**WHAT IS NEEDED**:
Look through the records, and whenever a line includes the word "LedgerEntryView", copy it.

Stored data entries
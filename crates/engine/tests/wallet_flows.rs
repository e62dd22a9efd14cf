use std::{future::Future, sync::Arc};

use chrono::{Duration, Utc};
use sea_orm::{ConnectionTrait, Database, DatabaseConnection, Statement};
use tempfile::TempDir;

use engine::{
    AdjustBalanceCmd, CreateMissionCmd, CreateProductCmd, CreateQrCmd, Engine, EngineConfig,
    EntryType, ErrorKind, FrozenCredit, FrozenCreditPolicy, GradeMissionCmd, MissionLogStatus,
    Page, PurchaseCmd, QrPaymentCmd, QrStatus, ReferenceType, RegisterUserCmd, Role,
    TransactionStatus, TransactionType, TransferCmd,
};
use migration::MigratorTrait;
use uuid::Uuid;

const SECRET: &str = "test-secret";

async fn engine_with_db() -> (Engine, DatabaseConnection) {
    engine_with_config(EngineConfig::new(SECRET)).await
}

async fn engine_with_config(config: EngineConfig) -> (Engine, DatabaseConnection) {
    let db = Database::connect("sqlite::memory:").await.unwrap();
    migration::Migrator::up(&db, None).await.unwrap();
    let engine = Engine::builder()
        .database(db.clone())
        .config(config)
        .build()
        .await
        .unwrap();
    (engine, db)
}

async fn user(engine: &Engine, username: &str, role: Role) -> Uuid {
    let (user, _wallet) = engine
        .register_user(RegisterUserCmd::new(username, username, role))
        .await
        .unwrap();
    user.id
}

/// Register `name` with `role`, funded by `admin` with `balance`.
async fn member(engine: &Engine, admin: Uuid, name: &str, role: Role, balance: i64) -> Uuid {
    let id = user(engine, name, role).await;
    if balance > 0 {
        engine
            .adjust_balance(AdjustBalanceCmd::new(
                admin,
                id,
                balance,
                "seed",
                format!("seed-{name}"),
            ))
            .await
            .unwrap();
    }
    id
}

/// An admin plus `names.len()` students, each student funded with `balance`.
async fn funded(engine: &Engine, names: &[&str], balance: i64) -> (Uuid, Vec<Uuid>) {
    let admin = user(engine, "root", Role::Admin).await;
    let mut ids = Vec::new();
    for name in names {
        ids.push(member(engine, admin, name, Role::Student, balance).await);
    }
    (admin, ids)
}

/// Engine over a SQLite file, so concurrent requests go through separate
/// units of work. The directory must outlive the engine.
async fn engine_on_file() -> (Arc<Engine>, TempDir) {
    let dir = tempfile::tempdir().unwrap();
    let url = format!("sqlite:{}?mode=rwc", dir.path().join("wallet.db").display());
    let db = Database::connect(&url).await.unwrap();
    migration::Migrator::up(&db, None).await.unwrap();
    let engine = Engine::builder()
        .database(db)
        .config(EngineConfig::new(SECRET))
        .build()
        .await
        .unwrap();
    (Arc::new(engine), dir)
}

/// Run `request` twice at once and return both outcomes.
async fn twice<T, F, Fut>(engine: &Arc<Engine>, request: F) -> (T, T)
where
    T: Send + 'static,
    F: Fn(Arc<Engine>) -> Fut,
    Fut: Future<Output = T> + Send + 'static,
{
    let first = tokio::spawn(request(engine.clone()));
    let second = tokio::spawn(request(engine.clone()));
    (first.await.unwrap(), second.await.unwrap())
}

async fn balance(engine: &Engine, user_id: Uuid) -> i64 {
    engine.wallet(user_id).await.unwrap().balance
}

async fn count(db: &DatabaseConnection, sql: &str) -> i64 {
    let backend = db.get_database_backend();
    let row = db
        .query_one(Statement::from_string(backend, sql.to_string()))
        .await
        .unwrap()
        .unwrap();
    row.try_get_by_index::<i64>(0).unwrap()
}
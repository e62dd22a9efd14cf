//! Handles settings for the application. Configuration is read from an
//! optional `settings.toml` and overridden by `WALLETPOINT__*` environment
//! variables (e.g. `WALLETPOINT__ENGINE__QR_SIGNING_SECRET`).
//!
//! See `settings.toml` for the configuration.
use config::{Config, ConfigError, Environment, File};
use engine::{EngineConfig, FrozenCreditPolicy, Isolation};
use serde::Deserialize;

#[derive(Debug, Deserialize)]
pub struct App {
    #[serde(default = "default_level")]
    pub level: String,
}

fn default_level() -> String {
    "info".to_string()
}

#[derive(Debug, Deserialize)]
#[serde(rename_all = "snake_case")]
pub enum Database {
    Memory,
    Sqlite(String),
}

#[derive(Debug, Deserialize)]
pub struct Server {
    pub bind: Option<String>,
    pub port: u16,
    pub database: Database,
}

#[derive(Debug, Deserialize)]
pub struct Engine {
    pub qr_signing_secret: String,
    #[serde(default = "default_qr_expiry")]
    pub qr_expiry_minutes: i64,
    #[serde(default)]
    pub isolation: Isolation,
    #[serde(default)]
    pub frozen_credit: FrozenCreditPolicy,
}

fn default_qr_expiry() -> i64 {
    10
}

impl Engine {
    pub fn to_config(&self) -> EngineConfig {
        EngineConfig::new(self.qr_signing_secret.clone())
            .qr_expiry_minutes(self.qr_expiry_minutes)
            .isolation(self.isolation)
            .frozen_credit(self.frozen_credit)
    }
}

#[derive(Debug, Deserialize)]
pub struct Settings {
    pub app: App,
    pub server: Server,
    pub engine: Engine,
}

impl Settings {
    pub fn new() -> Result<Self, ConfigError> {
        let settings = Config::builder()
            .set_default("app.level", "info")?
            .add_source(File::with_name("settings").required(false))
            .add_source(Environment::with_prefix("WALLETPOINT").separator("__"))
            .build()?;

        settings.try_deserialize()
    }
}
//! Command structs for engine operations.
//!
//! These types group the parameters of write operations, keeping call sites
//! readable and avoiding long argument lists. Every money-moving command takes
//! the caller's idempotency key in its constructor.

use uuid::Uuid;

use crate::{QrType, Role};

/// Register a user together with its empty wallet.
#[derive(Clone, Debug)]
pub struct RegisterUserCmd {
    pub username: String,
    pub full_name: String,
    pub role: Role,
}

impl RegisterUserCmd {
    #[must_use]
    pub fn new(username: impl Into<String>, full_name: impl Into<String>, role: Role) -> Self {
        Self {
            username: username.into(),
            full_name: full_name.into(),
            role,
        }
    }
}

/// Move points from one user's wallet to another's.
#[derive(Clone, Debug)]
pub struct TransferCmd {
    pub from_user_id: Uuid,
    pub to_user_id: Uuid,
    pub amount: i64,
    pub description: Option<String>,
    pub idempotency_key: String,
}

impl TransferCmd {
    #[must_use]
    pub fn new(
        from_user_id: Uuid,
        to_user_id: Uuid,
        amount: i64,
        idempotency_key: impl Into<String>,
    ) -> Self {
        Self {
            from_user_id,
            to_user_id,
            amount,
            description: None,
            idempotency_key: idempotency_key.into(),
        }
    }

    #[must_use]
    pub fn description(mut self, description: impl Into<String>) -> Self {
        self.description = Some(description.into());
        self
    }
}

/// Issue a QR code payable to its creator.
#[derive(Clone, Debug)]
pub struct CreateQrCmd {
    pub creator_id: Uuid,
    pub qr_type: QrType,
    pub amount: i64,
    pub description: Option<String>,
    pub product_id: Option<Uuid>,
}

impl CreateQrCmd {
    #[must_use]
    pub fn new(creator_id: Uuid, amount: i64) -> Self {
        Self {
            creator_id,
            qr_type: QrType::Payment,
            amount,
            description: None,
            product_id: None,
        }
    }

    #[must_use]
    pub fn description(mut self, description: impl Into<String>) -> Self {
        self.description = Some(description.into());
        self
    }

    /// Turn the code into a product checkout code.
    #[must_use]
    pub fn product(mut self, product_id: Uuid) -> Self {
        self.qr_type = QrType::Product;
        self.product_id = Some(product_id);
        self
    }
}

/// Pay a scanned QR code.
#[derive(Clone, Debug)]
pub struct QrPaymentCmd {
    pub payer_id: Uuid,
    pub code: String,
    pub idempotency_key: String,
}

impl QrPaymentCmd {
    #[must_use]
    pub fn new(payer_id: Uuid, code: impl Into<String>, idempotency_key: impl Into<String>) -> Self {
        Self {
            payer_id,
            code: code.into(),
            idempotency_key: idempotency_key.into(),
        }
    }
}

#[derive(Clone, Debug)]
pub struct CreateMissionCmd {
    pub creator_id: Uuid,
    pub title: String,
    pub description: Option<String>,
    pub reward_points: i64,
    pub max_participants: Option<i32>,
    pub is_repeatable: bool,
}

impl CreateMissionCmd {
    #[must_use]
    pub fn new(creator_id: Uuid, title: impl Into<String>, reward_points: i64) -> Self {
        Self {
            creator_id,
            title: title.into(),
            description: None,
            reward_points,
            max_participants: None,
            is_repeatable: false,
        }
    }

    #[must_use]
    pub fn description(mut self, description: impl Into<String>) -> Self {
        self.description = Some(description.into());
        self
    }

    #[must_use]
    pub fn max_participants(mut self, max: i32) -> Self {
        self.max_participants = Some(max);
        self
    }

    #[must_use]
    pub fn repeatable(mut self) -> Self {
        self.is_repeatable = true;
        self
    }
}

/// Grade a submitted mission log; approval pays the mission reward.
#[derive(Clone, Debug)]
pub struct GradeMissionCmd {
    pub grader_id: Uuid,
    pub mission_log_id: Uuid,
    pub approved: bool,
    pub score: Option<f64>,
    pub notes: Option<String>,
    pub idempotency_key: String,
}

impl GradeMissionCmd {
    #[must_use]
    pub fn new(
        grader_id: Uuid,
        mission_log_id: Uuid,
        approved: bool,
        idempotency_key: impl Into<String>,
    ) -> Self {
        Self {
            grader_id,
            mission_log_id,
            approved,
            score: None,
            notes: None,
            idempotency_key: idempotency_key.into(),
        }
    }

    #[must_use]
    pub fn score(mut self, score: f64) -> Self {
        self.score = Some(score);
        self
    }

    #[must_use]
    pub fn notes(mut self, notes: impl Into<String>) -> Self {
        self.notes = Some(notes.into());
        self
    }
}

#[derive(Clone, Debug)]
pub struct CreateProductCmd {
    pub seller_id: Uuid,
    pub name: String,
    pub description: Option<String>,
    pub price: i64,
    pub stock: i64,
    pub is_unlimited: bool,
}

impl CreateProductCmd {
    #[must_use]
    pub fn new(seller_id: Uuid, name: impl Into<String>, price: i64) -> Self {
        Self {
            seller_id,
            name: name.into(),
            description: None,
            price,
            stock: 0,
            is_unlimited: false,
        }
    }

    #[must_use]
    pub fn description(mut self, description: impl Into<String>) -> Self {
        self.description = Some(description.into());
        self
    }

    #[must_use]
    pub fn stock(mut self, stock: i64) -> Self {
        self.stock = stock;
        self
    }

    #[must_use]
    pub fn unlimited(mut self) -> Self {
        self.is_unlimited = true;
        self
    }
}

#[derive(Clone, Debug)]
pub struct PurchaseCmd {
    pub buyer_id: Uuid,
    pub product_id: Uuid,
    pub quantity: i64,
    pub idempotency_key: String,
}

impl PurchaseCmd {
    #[must_use]
    pub fn new(
        buyer_id: Uuid,
        product_id: Uuid,
        quantity: i64,
        idempotency_key: impl Into<String>,
    ) -> Self {
        Self {
            buyer_id,
            product_id,
            quantity,
            idempotency_key: idempotency_key.into(),
        }
    }
}

/// Admin correction of a single wallet. `amount` is signed.
#[derive(Clone, Debug)]
pub struct AdjustBalanceCmd {
    pub admin_id: Uuid,
    pub user_id: Uuid,
    pub amount: i64,
    pub reason: String,
    pub idempotency_key: String,
}

impl AdjustBalanceCmd {
    #[must_use]
    pub fn new(
        admin_id: Uuid,
        user_id: Uuid,
        amount: i64,
        reason: impl Into<String>,
        idempotency_key: impl Into<String>,
    ) -> Self {
        Self {
            admin_id,
            user_id,
            amount,
            reason: reason.into(),
            idempotency_key: idempotency_key.into(),
        }
    }
}
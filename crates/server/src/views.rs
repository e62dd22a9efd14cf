//! Conversions from engine results to the JSON shapes in `api_types`.

use api_types::{
    mission::{GradeView, MissionLogView, MissionView},
    product::{OrderView, ProductView, PurchaseView},
    qr::QrView,
    transaction::{ReceiptView, TransactionView, WalletTransactionView},
    user::{Role as ApiRole, UserView},
    wallet::{Direction, LedgerEntryView, WalletView},
};

pub(crate) fn map_role(role: engine::Role) -> ApiRole {
    match role {
        engine::Role::Admin => ApiRole::Admin,
        engine::Role::Lecturer => ApiRole::Lecturer,
        engine::Role::Student => ApiRole::Student,
    }
}

pub(crate) fn role_from_api(role: ApiRole) -> engine::Role {
    match role {
        ApiRole::Admin => engine::Role::Admin,
        ApiRole::Lecturer => engine::Role::Lecturer,
        ApiRole::Student => engine::Role::Student,
    }
}

fn map_direction(entry_type: engine::EntryType) -> Direction {
    match entry_type {
        engine::EntryType::Credit => Direction::Credit,
        engine::EntryType::Debit => Direction::Debit,
    }
}

pub(crate) fn user_view(user: engine::User) -> UserView {
    UserView {
        id: user.id,
        username: user.username,
        full_name: user.full_name,
        role: map_role(user.role),
        created_at: user.created_at,
    }
}

pub(crate) fn wallet_view(wallet: engine::Wallet) -> WalletView {
    WalletView {
        id: wallet.id,
        user_id: wallet.user_id,
        balance: wallet.balance,
        locked_balance: wallet.locked_balance,
        lifetime_earned: wallet.lifetime_earned,
        lifetime_spent: wallet.lifetime_spent,
        is_frozen: wallet.is_frozen,
        frozen_reason: wallet.frozen_reason,
        frozen_at: wallet.frozen_at,
    }
}

pub(crate) fn entry_view(entry: engine::LedgerEntry) -> LedgerEntryView {
    LedgerEntryView {
        id: entry.id,
        transaction_id: entry.transaction_id,
        entry_type: map_direction(entry.entry_type),
        amount: entry.amount,
        balance_before: entry.balance_before,
        balance_after: entry.balance_after,
        description: entry.description,
        reference_type: entry.reference_type.as_str().to_string(),
        reference_id: entry.reference_id,
        created_at: entry.created_at,
    }
}

pub(crate) fn transaction_view(tx: engine::TransactionRecord) -> TransactionView {
    TransactionView {
        id: tx.id,
        code: tx.code,
        transaction_type: tx.transaction_type.as_str().to_string(),
        status: tx.status.as_str().to_string(),
        amount: tx.amount,
        description: tx.description,
        created_at: tx.created_at,
    }
}

pub(crate) fn wallet_transaction_view(tx: engine::WalletTransaction) -> WalletTransactionView {
    WalletTransactionView {
        transaction: transaction_view(tx.transaction),
        direction: map_direction(tx.direction),
    }
}

pub(crate) fn receipt_view(receipt: engine::Receipt) -> ReceiptView {
    ReceiptView {
        transaction: transaction_view(receipt.transaction),
        entries: receipt.entries.into_iter().map(entry_view).collect(),
        replayed: receipt.replayed,
    }
}

pub(crate) fn qr_view(qr: engine::QrCode) -> QrView {
    QrView {
        id: qr.id,
        code: qr.code,
        qr_type: qr.qr_type.as_str().to_string(),
        creator_id: qr.creator_id,
        amount: qr.amount,
        description: qr.description,
        signature: qr.signature,
        status: qr.status.as_str().to_string(),
        used_by: qr.used_by,
        used_at: qr.used_at,
        product_id: qr.product_id,
        transaction_id: qr.transaction_id,
        expires_at: qr.expires_at,
        created_at: qr.created_at,
    }
}

pub(crate) fn mission_view(mission: engine::Mission) -> MissionView {
    MissionView {
        id: mission.id,
        creator_id: mission.creator_id,
        title: mission.title,
        description: mission.description,
        reward_points: mission.reward_points,
        max_participants: mission.max_participants,
        current_participants: mission.current_participants,
        is_active: mission.is_active,
        is_repeatable: mission.is_repeatable,
    }
}

pub(crate) fn mission_log_view(log: engine::MissionLog) -> MissionLogView {
    // Answers are stored as JSON text; anything unparsable is passed through as a string.
    let answers = log.answers.map(|raw| {
        serde_json::from_str(&raw).unwrap_or(serde_json::Value::String(raw))
    });
    MissionLogView {
        id: log.id,
        mission_id: log.mission_id,
        user_id: log.user_id,
        status: log.status.as_str().to_string(),
        score: log.score,
        answers,
        reward_claimed: log.reward_claimed,
        reward_points: log.reward_points,
        started_at: log.started_at,
        submitted_at: log.submitted_at,
        graded_at: log.graded_at,
        notes: log.notes,
    }
}

pub(crate) fn grade_view(outcome: engine::GradeOutcome) -> GradeView {
    GradeView {
        log: mission_log_view(outcome.log),
        receipt: outcome.receipt.map(receipt_view),
        replayed: outcome.replayed,
    }
}

pub(crate) fn product_view(product: engine::Product) -> ProductView {
    ProductView {
        id: product.id,
        seller_id: product.seller_id,
        name: product.name,
        description: product.description,
        price: product.price,
        stock: product.stock,
        is_unlimited: product.is_unlimited,
        sold_count: product.sold_count,
        is_active: product.is_active,
    }
}

pub(crate) fn purchase_view(purchase: engine::PurchaseReceipt) -> PurchaseView {
    let order = purchase.order;
    PurchaseView {
        order: OrderView {
            id: order.id,
            code: order.code,
            buyer_id: order.buyer_id,
            seller_id: order.seller_id,
            product_id: order.product_id,
            quantity: order.quantity,
            unit_price: order.unit_price,
            total_price: order.total_price,
            status: order.status.as_str().to_string(),
            created_at: order.created_at,
        },
        receipt: receipt_view(purchase.receipt),
    }
}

**PROBLEM SOLUTION**:
    wallet::{Direction, LedgerEntryView, WalletView},
pub(crate) fn entry_view(entry: engine::LedgerEntry) -> LedgerEntryView {
    LedgerEntryView {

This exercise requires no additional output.